(Saved entries)
*-*-*

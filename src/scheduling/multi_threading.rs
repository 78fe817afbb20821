//! Multi-threaded back-end of the category filtering

use crate::pipeline::Category;

use rayon::prelude::*;

/// Build categories in parallel
///
/// Each category is an independent task. Rayon's indexed collection puts the
/// results back in input order, so the output does not depend on scheduling.
///
pub fn run_categories_impl<T: Send>(
    categories: &[Category],
    build_category: impl Send + Sync + Fn(Category) -> T,
) -> Vec<T> {
    categories
        .par_iter()
        .map(|&category| build_category(category))
        .collect()
}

*-*-*

• _EXERCISE DESCRIPTION_:
Write the records above out again precisely.

• _SOLUTION_:
filename src/scheduling/multi_threading.rs
repository 78fe817afbb20821
//! Multi-threaded back-end of the category filtering

use crate::pipeline::Category;

use rayon::prelude::*;

/// Build categories in parallel
///
/// Each category is an independent task. Rayon's indexed collection puts the
/// results back in input order, so the output does not depend on scheduling.
///
pub fn run_categories_impl<T: Send>(
    categories: &[Category],
    build_category: impl Send + Sync + Fn(Category) -> T,
) -> Vec<T> {
    categories
        .par_iter()
        .map(|&category| build_category(category))
        .collect()
}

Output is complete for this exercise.